### [DATA RECORDS]
_____

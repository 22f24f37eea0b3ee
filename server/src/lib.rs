pub mod config;
pub mod connection;
mod connection_tx_storage;
pub mod error;
pub mod handlers;
pub mod server;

_____

### [EXERCISE AIM]
Output the listing exactly.

### [TASK RESPONSE]
repository 22f24f37eea0b3ee
filename server/src/lib.rs
pub mod config;
pub mod connection;
mod connection_tx_storage;
pub mod error;
pub mod handlers;
pub mod server;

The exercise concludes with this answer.